Innocenti alla firma di partenza di Peccioli, fra Monaco e Petrelli (foto Stefano Ballandi/Lucia Trentini)
Innocenti alla firma di partenza di Peccioli, fra Monaco e Petrelli (foto Stefano Ballandi/Lucia Trentini)

La sua prima stagione non è andata come sperava. Intorno al 26 dicembre infatti ha scoperto di avere il Covid, ma essendo asintomatico si è allenato ugualmente. Dal Covid però è partito il citomegalovirus, diagnosticato a gennaio, dato che inizialmente si pensava che la debolezza fosse dovuta ai postumi dell’infezione precedente. Le cure necessarie sono iniziate subito, ma gli strascichi del virus sono andati avanti fino ad agosto, quando le cose hanno ripreso a girare bene.

Un anno dopo, come ti sembra che sia andata?

Fino alla prima parte, un bilancio non lo posso fare, sono sincero. Fra i vari problemi di salute, non sono mai riuscito a esprimermi al meglio, anche a capire anche i ritmi, le andature. Vedevo che si andava a molto molto forte, però per me era una sofferenza continua, dato che fisicamente non stavo bene. Dalla seconda parte invece mi sono ripreso, anche se secondo me non sono mai stato al 100 per cento. Per quello che ho visto, si va tanto forte. Quello che ho provato a fare è stato resistere il più possibile, una cosa che però a inizio stagione sarebbe stata impensabile.

Come è andata con le dinamiche dello stare in gruppo?

Magari un po’ di timore l’ho avuto, soprattutto a stare nella pancia quando siamo in tanti. Soffrivo per la paura di cadere, quindi magari a volte tendevo a stare sulle ali del gruppo, spendendo più energie. Insomma, sto cercando di sforzarmi il più possibile per migliorare questi aspetti e riprendere l’occhio.

Ha chiuso il Giro dell’Emilia con Lucca, ultimo dei classificati (foto Stefano Ballandi/Lucia Trentini)
Ha chiuso il Giro dell’Emilia con Lucca, ultimo dei classificati (foto Stefano Ballandi/Lucia Trentini)
C’è stato un giorno in cui ti sei sentito bene davvero e hai avuto la conferma di aver fatto bene a ripartire?

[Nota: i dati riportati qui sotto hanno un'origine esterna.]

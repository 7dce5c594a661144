use std::collections::{BTreeMap, HashMap};

use async_trait::async_trait;
use tokio::sync::RwLock;

use crate::error::CoreError;
use crate::model::{
    BabyProfile, ChecklistRecord, Id, TrackerEntry, TrackerType, UserRecord, WriteMode,
};
use crate::store::TrackerStore;

/// In-process store with the same key layout and write guards as
/// [`crate::DynamoStore`]. Used by tests and `STORAGE=memory` local runs.
#[derive(Default)]
pub struct MemoryStore {
    users: RwLock<HashMap<String, UserRecord>>,
    /// (userId, babyId) -> profile
    babies: RwLock<BTreeMap<(String, Id), BabyProfile>>,
    /// (babyId, entryId) -> entry
    entries: RwLock<BTreeMap<(Id, Id), TrackerEntry>>,
    /// (userId, itemId) -> record
    checklist: RwLock<BTreeMap<(String, Id), ChecklistRecord>>,
}

impl MemoryStore {
    pub fn new() -> Self {
        Self::default()
    }
}

fn guarded_insert<K: Ord, V>(
    map: &mut BTreeMap<K, V>,
    key: K,
    value: V,
    mode: WriteMode,
    what: impl FnOnce() -> String,
) -> Result<(), CoreError> {
    match (mode, map.contains_key(&key)) {
        (WriteMode::Create, true) => Err(CoreError::Conflict(what())),
        (WriteMode::Replace, false) => Err(CoreError::NotFound(what())),
        _ => {
            map.insert(key, value);
            Ok(())
        }
    }
}

#[async_trait]
impl TrackerStore for MemoryStore {
    async fn upsert_user(&self, user: &UserRecord) -> Result<(), CoreError> {
        let mut users = self.users.write().await;
        users
            .entry(user.user_id.clone())
            .and_modify(|existing| {
                existing.last_seen_at = user.last_seen_at;
                if user.email.is_some() {
                    existing.email = user.email.clone();
                }
            })
            .or_insert_with(|| user.clone());
        Ok(())
    }

    async fn list_profiles(&self, user_id: &str) -> Result<Vec<BabyProfile>, CoreError> {
        let babies = self.babies.read().await;
        Ok(babies
            .values()
            .filter(|p| p.user_id == user_id)
            .cloned()
            .collect())
    }

    async fn get_profile(
        &self,
        user_id: &str,
        baby_id: &Id,
    ) -> Result<Option<BabyProfile>, CoreError> {
        let babies = self.babies.read().await;
        Ok(babies.get(&(user_id.to_string(), baby_id.clone())).cloned())
    }

    async fn put_profile(&self, profile: &BabyProfile, mode: WriteMode) -> Result<(), CoreError> {
        let mut babies = self.babies.write().await;
        guarded_insert(
            &mut babies,
            (profile.user_id.clone(), profile.baby_id.clone()),
            profile.clone(),
            mode,
            || format!("profile {}", profile.baby_id),
        )
    }

    async fn delete_profile(&self, user_id: &str, baby_id: &Id) -> Result<(), CoreError> {
        let mut babies = self.babies.write().await;
        babies
            .remove(&(user_id.to_string(), baby_id.clone()))
            .map(|_| ())
            .ok_or_else(|| CoreError::NotFound(format!("profile {baby_id}")))
    }

    async fn list_entries(
        &self,
        baby_id: &Id,
        tracker: Option<TrackerType>,
    ) -> Result<Vec<TrackerEntry>, CoreError> {
        let entries = self.entries.read().await;
        let prefix = tracker.map(TrackerType::entry_prefix);
        Ok(entries
            .iter()
            .filter(|((b, e), _)| {
                b == baby_id
                    && prefix
                        .as_deref()
                        .is_none_or(|p| e.as_str().starts_with(p))
            })
            .map(|(_, entry)| entry.clone())
            .collect())
    }

    async fn get_entry(
        &self,
        baby_id: &Id,
        entry_id: &Id,
    ) -> Result<Option<TrackerEntry>, CoreError> {
        let entries = self.entries.read().await;
        Ok(entries.get(&(baby_id.clone(), entry_id.clone())).cloned())
    }

    async fn put_entry(&self, entry: &TrackerEntry, mode: WriteMode) -> Result<(), CoreError> {
        let mut entries = self.entries.write().await;
        guarded_insert(
            &mut entries,
            (entry.baby_id.clone(), entry.entry_id.clone()),
            entry.clone(),
            mode,
            || format!("entry {}", entry.entry_id),
        )
    }

    async fn delete_entry(&self, baby_id: &Id, entry_id: &Id) -> Result<(), CoreError> {
        let mut entries = self.entries.write().await;
        entries
            .remove(&(baby_id.clone(), entry_id.clone()))
            .map(|_| ())
            .ok_or_else(|| CoreError::NotFound(format!("entry {entry_id}")))
    }

    async fn list_checklist(&self, user_id: &str) -> Result<Vec<ChecklistRecord>, CoreError> {
        let checklist = self.checklist.read().await;
        Ok(checklist
            .values()
            .filter(|r| r.user_id == user_id)
            .cloned()
            .collect())
    }

    async fn get_checklist_record(
        &self,
        user_id: &str,
        item_id: &Id,
    ) -> Result<Option<ChecklistRecord>, CoreError> {
        let checklist = self.checklist.read().await;
        Ok(checklist
            .get(&(user_id.to_string(), item_id.clone()))
            .cloned())
    }

    async fn put_checklist_record(&self, record: &ChecklistRecord) -> Result<(), CoreError> {
        let mut checklist = self.checklist.write().await;
        checklist.insert(
            (record.user_id.clone(), record.item_id.clone()),
            record.clone(),
        );
        Ok(())
    }

    async fn delete_checklist_record(
        &self,
        user_id: &str,
        item_id: &Id,
    ) -> Result<(), CoreError> {
        let mut checklist = self.checklist.write().await;
        checklist
            .remove(&(user_id.to_string(), item_id.clone()))
            .map(|_| ())
            .ok_or_else(|| CoreError::NotFound(format!("checklist item {item_id}")))
    }
}
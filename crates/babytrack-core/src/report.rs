//! Chart-data shaping for the reports endpoint.
//!
//! Each tracker's raw entries are filtered to the report window and reshaped
//! into a fixed per-tracker row schema. Continuous trackers (sleep, nursing,
//! bottle, ...) produce one row per entry; count trackers (diaper, medicine,
//! potty) produce one row per day.

use std::collections::BTreeMap;

use chrono::{DateTime, FixedOffset, SecondsFormat, Utc};
use serde::{Deserialize, Serialize};

use crate::model::{TrackerEntry, TrackerType};
use crate::time::{Window, day_key};

/// Millilitres per US fluid ounce.
const ML_PER_OZ: f64 = 29.5735;

#[derive(Debug, Clone, PartialEq, Serialize, Deserialize)]
#[serde(rename_all = "camelCase")]
pub struct SleepPoint {
    pub date: String,
    pub start_date_time: String,
    pub hours: f64,
}

#[derive(Debug, Clone, PartialEq, Serialize, Deserialize)]
#[serde(rename_all = "camelCase")]
pub struct NursingPoint {
    pub date: String,
    pub start_date_time: String,
    pub side: String,
    pub duration: f64,
}

#[derive(Debug, Clone, PartialEq, Serialize, Deserialize)]
#[serde(rename_all = "camelCase")]
pub struct BottlePoint {
    pub date: String,
    pub start_date_time: String,
    pub volume: f64,
}

#[derive(Debug, Clone, PartialEq, Serialize, Deserialize)]
#[serde(rename_all = "camelCase")]
pub struct DiaperPoint {
    pub date: String,
    pub start_date_time: String,
    pub wet: u32,
    pub dirty: u32,
}

#[derive(Debug, Clone, PartialEq, Serialize, Deserialize)]
#[serde(rename_all = "camelCase")]
pub struct MedicinePoint {
    pub date: String,
    pub start_date_time: String,
    pub medicine_name: String,
    pub doses: u32,
}

#[derive(Debug, Clone, PartialEq, Serialize, Deserialize)]
#[serde(rename_all = "camelCase")]
pub struct PottyPoint {
    pub date: String,
    pub start_date_time: String,
    pub pee: u32,
    pub poop: u32,
}

#[derive(Debug, Clone, PartialEq, Serialize, Deserialize)]
#[serde(rename_all = "camelCase")]
pub struct GrowthPoint {
    pub date: String,
    pub start_date_time: String,
    #[serde(skip_serializing_if = "Option::is_none")]
    pub weight: Option<f64>,
    #[serde(skip_serializing_if = "Option::is_none")]
    pub height: Option<f64>,
    #[serde(skip_serializing_if = "Option::is_none")]
    pub head_circumference: Option<f64>,
}

#[derive(Debug, Clone, PartialEq, Serialize, Deserialize)]
#[serde(rename_all = "camelCase")]
pub struct TemperaturePoint {
    pub date: String,
    pub start_date_time: String,
    pub temperature: f64,
    pub unit: String,
}

#[derive(Debug, Clone, PartialEq, Serialize, Deserialize)]
#[serde(rename_all = "camelCase")]
pub struct SolidsPoint {
    pub date: String,
    pub start_date_time: String,
    pub food: String,
}

/// One row of chart data. Serialized without a tag; the enclosing section
/// names the tracker.
///
/// Variant order matters when deserializing: growth rows have only optional
/// measurements and would match any row, so they come last.
#[derive(Debug, Clone, PartialEq, Serialize, Deserialize)]
#[serde(untagged)]
pub enum ChartPoint {
    Sleep(SleepPoint),
    Nursing(NursingPoint),
    Bottle(BottlePoint),
    Diaper(DiaperPoint),
    Medicine(MedicinePoint),
    Potty(PottyPoint),
    Temperature(TemperaturePoint),
    Solids(SolidsPoint),
    Growth(GrowthPoint),
}

impl ChartPoint {
    pub fn start_date_time(&self) -> &str {
        match self {
            Self::Sleep(p) => &p.start_date_time,
            Self::Nursing(p) => &p.start_date_time,
            Self::Bottle(p) => &p.start_date_time,
            Self::Diaper(p) => &p.start_date_time,
            Self::Medicine(p) => &p.start_date_time,
            Self::Potty(p) => &p.start_date_time,
            Self::Growth(p) => &p.start_date_time,
            Self::Temperature(p) => &p.start_date_time,
            Self::Solids(p) => &p.start_date_time,
        }
    }
}

/// Nursing minutes per side for one day.
#[derive(Debug, Clone, Default, PartialEq, Serialize, Deserialize)]
pub struct NursingDay {
    pub date: String,
    pub left: f64,
    pub right: f64,
    pub both: f64,
}

/// Report output for a single tracker.
#[derive(Debug, Clone, PartialEq, Serialize, Deserialize)]
#[serde(rename_all = "camelCase")]
pub struct ReportSection {
    pub tracker_type: TrackerType,
    /// Entries of this tracker inside the window.
    pub entry_count: usize,
    pub chart_data: Vec<ChartPoint>,
    #[serde(skip_serializing_if = "Option::is_none")]
    pub daily_totals: Option<Vec<NursingDay>>,
}
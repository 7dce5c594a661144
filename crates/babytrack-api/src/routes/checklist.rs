use axum::Json;
use axum::extract::rejection::{JsonRejection, QueryRejection};
use axum::extract::{Path, Query, State};
use axum::http::StatusCode;
use babytrack_core::checklist::{self, ChecklistView};
use babytrack_core::model::CUSTOM_ITEM_PREFIX;
use babytrack_core::schema::{check_length, validate_name};
use babytrack_core::wire::{
    ChecklistResponse, CustomItemRequest, DeleteResponse, StatusRequest, StatusView,
};
use babytrack_core::{ChecklistRecord, CoreError, Id};
use chrono::Utc;
use serde::Deserialize;
use tracing::info;

use crate::auth::CurrentUser;
use crate::errors::ApiError;
use crate::routes::{owned_profile, parse_id};
use crate::state::AppState;

#[derive(Debug, Deserialize)]
#[serde(rename_all = "camelCase")]
pub struct ChecklistQuery {
    pub profile_id: Option<String>,
}

/// GET /checklist[?profileId=..]
///
/// The bundled checklist merged with the caller's completion state. With a
/// profile, its custom items are included and `currentWeek` is derived from
/// the profile's date, read as the due date.
pub async fn checklist_handler(
    State(state): State<AppState>,
    user: CurrentUser,
    query: Result<Query<ChecklistQuery>, QueryRejection>,
) -> Result<Json<ChecklistResponse>, ApiError> {
    let Query(query) = query?;
    let profile = match query.profile_id.as_deref() {
        Some(raw) => Some(owned_profile(&state, &user, &parse_id(raw)?).await?),
        None => None,
    };

    let base = checklist::base_items()?;
    let records = state.store.list_checklist(&user.user_id).await?;
    let items = checklist::merge(&base, &records, profile.as_ref().map(|p| &p.baby_id));
    let current_week = profile
        .as_ref()
        .and_then(|p| checklist::gestational_week(p.birthday, Utc::now().date_naive()));

    Ok(Json(ChecklistResponse {
        current_week,
        items,
    }))
}

/// POST /checklist
///
/// Adds a custom item to one of the caller's profiles.
pub async fn create_custom_item_handler(
    State(state): State<AppState>,
    user: CurrentUser,
    body: Result<Json<CustomItemRequest>, JsonRejection>,
) -> Result<(StatusCode, Json<ChecklistView>), ApiError> {
    let Json(request) = body?;
    let week = checklist::validate_week(request.week).map_err(CoreError::from)?;
    let title = validate_name(&request.title)
        .map_err(|_| ApiError::BadRequest("title must be 1 to 100 characters".to_string()))?
        .trim()
        .to_string();
    let description = request
        .description
        .map(|d| d.trim().to_string())
        .filter(|d| !d.is_empty());
    if let Some(d) = &description {
        check_length("description", d).map_err(CoreError::from)?;
    }

    owned_profile(&state, &user, &request.profile_id).await?;

    let now = Utc::now();
    let record = ChecklistRecord {
        user_id: user.user_id.clone(),
        item_id: Id::generate(CUSTOM_ITEM_PREFIX, now),
        completed: false,
        updated_at: now,
        profile_id: Some(request.profile_id),
        week: Some(week),
        title: Some(title),
        description,
    };
    state.store.put_checklist_record(&record).await?;

    info!(user = %user.user_id, item = %record.item_id, "created custom checklist item");
    Ok((StatusCode::CREATED, Json(checklist::custom_view(&record))))
}

/// DELETE /checklist/{item_id}
///
/// Only custom items can be deleted.
pub async fn delete_custom_item_handler(
    State(state): State<AppState>,
    user: CurrentUser,
    Path(item_id): Path<String>,
) -> Result<Json<DeleteResponse>, ApiError> {
    let item_id = parse_id(&item_id)?;
    let not_found = || ApiError::NotFound(format!("custom item {item_id} not found"));

    let record = state
        .store
        .get_checklist_record(&user.user_id, &item_id)
        .await?
        .ok_or_else(not_found)?;
    if !record.is_custom() {
        return Err(not_found());
    }
    state
        .store
        .delete_checklist_record(&user.user_id, &item_id)
        .await?;

    Ok(Json(DeleteResponse {
        deleted: true,
        id: item_id,
        removed_entries: None,
    }))
}

/// GET /checklist/status
pub async fn list_status_handler(
    State(state): State<AppState>,
    user: CurrentUser,
) -> Result<Json<Vec<StatusView>>, ApiError> {
    let records = state.store.list_checklist(&user.user_id).await?;
    Ok(Json(records.iter().map(StatusView::from).collect()))
}

/// PUT /checklist/status/{item_id}
///
/// Sets completion for a bundled item or one of the caller's custom items.
pub async fn set_status_handler(
    State(state): State<AppState>,
    user: CurrentUser,
    Path(item_id): Path<String>,
    body: Result<Json<StatusRequest>, JsonRejection>,
) -> Result<Json<StatusView>, ApiError> {
    let item_id = parse_id(&item_id)?;
    let Json(request) = body?;

    let existing = state
        .store
        .get_checklist_record(&user.user_id, &item_id)
        .await?;
    let now = Utc::now();
    let record = match existing {
        // Custom fields ride along unchanged.
        Some(record) => ChecklistRecord {
            completed: request.completed,
            updated_at: now,
            ..record
        },
        None => {
            let bundled = checklist::base_items()?.iter().any(|i| i.id == item_id);
            if !bundled {
                return Err(ApiError::NotFound(format!(
                    "checklist item {item_id} not found"
                )));
            }
            ChecklistRecord {
                user_id: user.user_id.clone(),
                item_id,
                completed: request.completed,
                updated_at: now,
                profile_id: None,
                week: None,
                title: None,
                description: None,
            }
        }
    };
    state.store.put_checklist_record(&record).await?;

    Ok(Json(StatusView::from(&record)))
}
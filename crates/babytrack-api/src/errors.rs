use axum::extract::rejection::{JsonRejection, QueryRejection};
use axum::http::StatusCode;
use axum::response::{IntoResponse, Response};
use babytrack_core::CoreError;

/// API error types with JSON responses.
#[derive(Debug)]
pub enum ApiError {
    /// Missing, malformed or expired bearer token.
    Unauthorized(String),
    /// Invalid path, query or body.
    BadRequest(String),
    /// Resource not found (or not owned by the caller).
    NotFound(String),
    /// Write collided with an existing record.
    Conflict(String),
    /// Internal server error.
    Internal,
}

impl IntoResponse for ApiError {
    fn into_response(self) -> Response {
        let (status, message) = match self {
            ApiError::Unauthorized(msg) => (StatusCode::UNAUTHORIZED, msg),
            ApiError::BadRequest(msg) => (StatusCode::BAD_REQUEST, msg),
            ApiError::NotFound(msg) => (StatusCode::NOT_FOUND, msg),
            ApiError::Conflict(msg) => (StatusCode::CONFLICT, msg),
            ApiError::Internal => (
                StatusCode::INTERNAL_SERVER_ERROR,
                "Internal server error".to_string(),
            ),
        };

        let body = serde_json::json!({ "error": message });
        (status, axum::Json(body)).into_response()
    }
}

impl From<CoreError> for ApiError {
    fn from(err: CoreError) -> Self {
        match err {
            CoreError::NotFound(msg) => ApiError::NotFound(format!("{msg} not found")),
            CoreError::Conflict(msg) => ApiError::Conflict(format!("{msg} already exists")),
            CoreError::Validation(e) => ApiError::BadRequest(e.to_string()),
            CoreError::Id(e) => ApiError::BadRequest(e.to_string()),
            other => {
                tracing::error!("Core error: {other}");
                ApiError::Internal
            }
        }
    }
}

impl From<JsonRejection> for ApiError {
    fn from(rejection: JsonRejection) -> Self {
        ApiError::BadRequest(rejection.body_text())
    }
}

impl From<QueryRejection> for ApiError {
    fn from(rejection: QueryRejection) -> Self {
        ApiError::BadRequest(rejection.body_text())
    }
}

A fine stagione ci sono state alcune gare, forse anche di più, in cui mi sono sentito bene. Diciamo nelle due settimane tra il Giro di Toscana professionisti e il finale di stagione. A Peccioli e nel Memorial Pantani sono stato sfortunato, perché ho avuto bucato in due momenti brutti e non le ho finite, perché non sono riuscito a rientrare. Al Giro di Toscana, secondo me, sono andato veramente forte, vista la mia ripresa di quest’anno. Alla fine ho chiuso 28°, però ero nel gruppo con Albanese, Brambilla e Valgren. Sono stato contento di quella prestazione.

Chiudere bene è la benzina giusta per cominciare bene il prossimo inverno?

Sì, pensavo proprio a questo. Nelle ultime corse che ho fatto coi dilettanti, sono sempre arrivato nei primi dieci. Ero davanti a cercare di vincere e questo ti dà una motivazione diversa. L’anno scorso avevo finito in calo, avendo ripreso a metà stagione con una preparazione frettolosa, quest’anno ero in crescendo. Sono motivato. Di solito i corridori tenderebbero a ritardare la ripresa, io non vedo l’ora di ripartire a metà novembre.

La squadra si ringiovanisce, tu sei uno dei tre elite che resta. Com’è il rapporto con il team?

Direi più che ottimo. Mi sono venuti incontro, nonostante abbia avuto tanti problemi fisici. Mi hanno dato tanto tempo, non mi hanno messo pressione. Anzi, quando c’è stato bisogno e ho chiesto di non andare a correre perché non mi sentivo bene, facendo le necessarie valutazioni, me lo hanno permesso. L’ultimo caso è stato il Tour of Sibiu. A fine giugno abbiamo fatto il Giro del Veneto e il martedì dovevamo partire per Sibiu. Io ero distrutto, non stavo in piedi e mi hanno dato l’opportunità di non andare e trovare la soluzione, riposando e riprendendo poi. Infatti, nonostante non fosse in programma che corressi a fine luglio, perché avrei avuto un periodo di stacco, visto che lo avevo già fatto, mi hanno dato l’opportunità di ricominciare prima con gli U23. Insomma, mi hanno più che tutelato.

Innocenti, 1,78 per 63 chili, è rientrato al Giro del Friuli 2022. A dicembre è ripartito dal ritiro del team romagnolo (foto Fulgenzi)
Innocenti, 1,78 per 63 chili, è rientrato al Giro del Friuli 2022. A dicembre è ripartito dal ritiro del team romagnolo (foto Fulgenzi)
Hai due ottimi direttori sportivi, del resto…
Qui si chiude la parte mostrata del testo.